About Our Experience
We did this hike during the last week of September in 2020. Tim and I completed the hike in 8 hours (we started at 7 am and finished at 3 pm), including time for breaks and lunch.
The end of September is an amazing time to visit Grand Teton National Park, since it is peak season for fall colors. However, you should also expect lots of traffic on the trails. Crowds were larger this week than during our visit in mid-August, one year before, which surprised us.
Shorter Versions of This Hike
If you like the idea of doing this hike but don’t have the desire or the energy for a 20-mile loop, here are 3 shorter versions of the Paintbrush Canyon – Cascade Canyon Loop.

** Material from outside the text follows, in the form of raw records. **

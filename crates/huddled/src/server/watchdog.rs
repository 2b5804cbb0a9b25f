//! Per-session idle watchdog.
//!
//! Each wait for a liveness signal gets a fresh timeout, so a session is
//! kicked only after one full quiet period with no processed line.

use std::sync::Arc;

use tokio::sync::mpsc;
use tokio::time::timeout;
use tracing::{info, trace};

use super::session::{DisconnectReason, Liveness, Session};
use crate::hub::Hub;

/// Watches one session until it closes or goes idle.
pub async fn run_watchdog(hub: Hub, session: Arc<Session>, mut liveness: mpsc::Receiver<Liveness>) {
    let idle_timeout = hub.config().idle_timeout;

    loop {
        tokio::select! {
            _ = session.closed() => break,

            signal = timeout(idle_timeout, liveness.recv()) => match signal {
                Ok(Some(Liveness::Alive)) => {
                    trace!(session_id = session.id(), "Idle timer reset");
                }
                Ok(Some(Liveness::Terminating)) | Ok(None) => break,
                Err(_) => {
                    info!(
                        session_id = session.id(),
                        name = %session.name(),
                        idle_secs = idle_timeout.as_secs(),
                        "Session idle, kicking"
                    );
                    hub.disconnect(&session, DisconnectReason::IdleTimeout).await;
                    break;
                }
            },
        }
    }
}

Paintbrush Canyon: You can hike Paintbrush Canyon out-and-back. This pretty canyon typically has fewer hikers than Cascade Canyon, so if you are looking for solitude, this is a nice option. You can turn around whenever you are ready, but the farther you go, the better the view. If you choose to hike all of the way Paintbrush Divide, this is a 16.8 mile hike with 4,550 feet of elevation gain. Park at the String Lake Trailhead.
Cascade Canyon: For gorgeous views along Cascade Creek and a good chance to spot wildlife, put Cascade Canyon on your list. Like Paintbrush Canyon, turn around whenever you are ready. You really don’t have to walk too far past Inspiration Point for some of the best views of the canyon, not to mention a good chance for wildlife sightings. If you hike to the end of Cascade Canyon from the west shore boat dock on Jenny Lake, the hike is 10 miles with 1,100 feet of elevation gain. To get here, take the Jenny Lake shuttle to the west shore boat dock and start your hike here.

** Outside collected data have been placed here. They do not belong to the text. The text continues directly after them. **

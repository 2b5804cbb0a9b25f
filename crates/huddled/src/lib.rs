//! huddled - multi-user line-based chat server
//!
//! This crate provides the server side of huddle:
//! - `registry` - Name to session map, the single source of truth for who is online
//! - `server` - TCP acceptor plus the per-session reader, writer and watchdog tasks
//! - `broadcast` - Process-wide fan-out of plain-text messages
//! - `hub` / `dispatch` - Routing context and command effects
//! - `config` - TOML/env/CLI configuration
//!
//! # Architecture
//!
//! ```text
//! ┌─────────────────────────────────────────────────────────────┐
//! │                       huddled                               │
//! ├─────────────────────────────────────────────────────────────┤
//! │                                                             │
//! │  ┌─────────────────┐     ┌─────────────────────────────┐   │
//! │  │   ChatServer    │────▶│     Registry                │   │
//! │  │  (TCP accept)   │     │  (name -> Arc<Session>)     │   │
//! │  └────────┬────────┘     └──────────────┬──────────────┘   │
//! │           │                             │ snapshot          │
//! │           ▼                             ▼                   │
//! │  ┌─────────────────┐     ┌─────────────────────────────┐   │
//! │  │ConnectionHandler│────▶│   Broadcaster               │   │
//! │  │reader/writer/dog│     │   (ordered fan-out)         │   │
//! │  └─────────────────┘     └─────────────────────────────┘   │
//! │                                                             │
//! └─────────────────────────────────────────────────────────────┘
//! ```
//!
//! # Panic-Free Guarantees
//!
//! Production code never calls `.unwrap()`, `.expect()` or `panic!()`.
//! A failed channel send means the receiving session is already closing
//! and is absorbed.

pub mod broadcast;
pub mod cli;
pub mod config;
mod dispatch;
pub mod hub;
pub mod registry;
pub mod server;

#[cfg(test)]
mod testing;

Lake Solitude: Hike all of the way through Cascade Canyon and end at Lake Solitude. This hike is 15 miles long with 2,500 feet of elevation gain. Start and end at the west shore boat dock.
Tips to Have the Best Experience
Start the hike early, ideally by 7 am. This ensures that you get a parking space and gives you plenty of time to complete the hike.

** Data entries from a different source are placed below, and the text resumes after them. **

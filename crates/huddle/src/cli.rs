//! `huddle` command line entry point.
//!
//! # Usage
//!
//! ```bash
//! # Connect to 127.0.0.1:8888
//! huddle
//!
//! # Connect elsewhere
//! huddle --ip 10.0.0.5 --port 9000
//!
//! # Diagnostics go to stderr
//! RUST_LOG=huddle_client=debug huddle 2>client.log
//! ```

use anyhow::{Context, Result};
use clap::Parser;
use tokio::io::BufReader;
use tracing::debug;
use tracing_subscriber::EnvFilter;

use huddle_protocol::{DEFAULT_HOST, DEFAULT_PORT};

use crate::client::{connect, pump_responses};
use crate::error::ClientError;
use crate::menu::Menu;

/// huddle chat client
#[derive(Parser, Debug)]
#[command(name = "huddle", version, about)]
pub struct Args {
    /// Server host or IP address
    #[arg(long, visible_alias = "ip", default_value = DEFAULT_HOST)]
    pub host: String,

    /// Server port
    #[arg(short, long, default_value_t = DEFAULT_PORT)]
    pub port: u16,
}

/// Parses arguments and runs the client until the user exits or the
/// server hangs up.
pub fn run() -> Result<()> {
    let args = Args::parse();

    tracing_subscriber::fmt()
        .with_writer(std::io::stderr)
        .with_env_filter(
            EnvFilter::from_default_env().add_directive("huddle_client=warn".parse()?),
        )
        .init();

    let runtime = tokio::runtime::Runtime::new().context("Failed to start runtime")?;
    let result = runtime.block_on(run_client(args));
    // A pending stdin read parks a blocking thread that never returns
    runtime.shutdown_background();
    result
}

async fn run_client(args: Args) -> Result<()> {
    let (sink, responses) = connect(&args.host, args.port)
        .await
        .context("Failed to connect")?;
    println!("client connected to {}:{}", args.host, args.port);

    let stdin = BufReader::new(tokio::io::stdin());
    let mut menu = Menu::new(stdin, tokio::io::stdout(), sink);

    tokio::select! {
        result = menu.run() => {
            debug!("Menu finished");
            result?;
        }
        result = pump_responses(responses, tokio::io::stdout()) => {
            match result {
                Err(ClientError::Disconnected) => println!("server closed the connection"),
                other => other?,
            }
        }
    }

    Ok(())
}
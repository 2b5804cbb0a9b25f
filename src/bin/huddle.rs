//! huddle - terminal client for the huddle chat server

fn main() -> anyhow::Result<()> {
    huddle_client::cli::run()
}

Leave no trace. When you are in the park, practice the seven principles of Leave No Trace. This includes packing out what you bring into the park, be considerate of other hikers, stay on the trail, and do not remove anything from the park.
Do not expect your cell phone to work. For most of this hike we had zero cellular service. There were a few spots in clearings or at higher elevations where we got a few bars of LTE or 3G, barely enough to send a text message. But don’t depend on your phone to call for help, talk to friends, or send photos to friends and family.
If you are not acclimated to the altitude, this is not a good first hike in Grand Teton National Park. The long distance, elevation gain, and altitude make this a tough hike. If you have not already spent time in the park adjusting to the altitude, I recommend that you spend a day or two acclimating to the higher elevation.
What to Bring on the Hike
Hiking shoes. Don’t do this hike in anything other than hiking shoes or hiking boots. There’s a good chance you will hike through snow, even in the summer.
Hiking poles. Hiking poles take the stress off of your legs and help to ease leg pain and fatigue.
Bear Spray. Black bears and grizzly bears make regular appearances in both Paintbrush and Cascade Canyons.
Water and snacks. At least 3 liters of water in the summer.
Sunscreen, hat, and sunglasses. For more than half of this hike you will be exposed to the sun, with very little shade.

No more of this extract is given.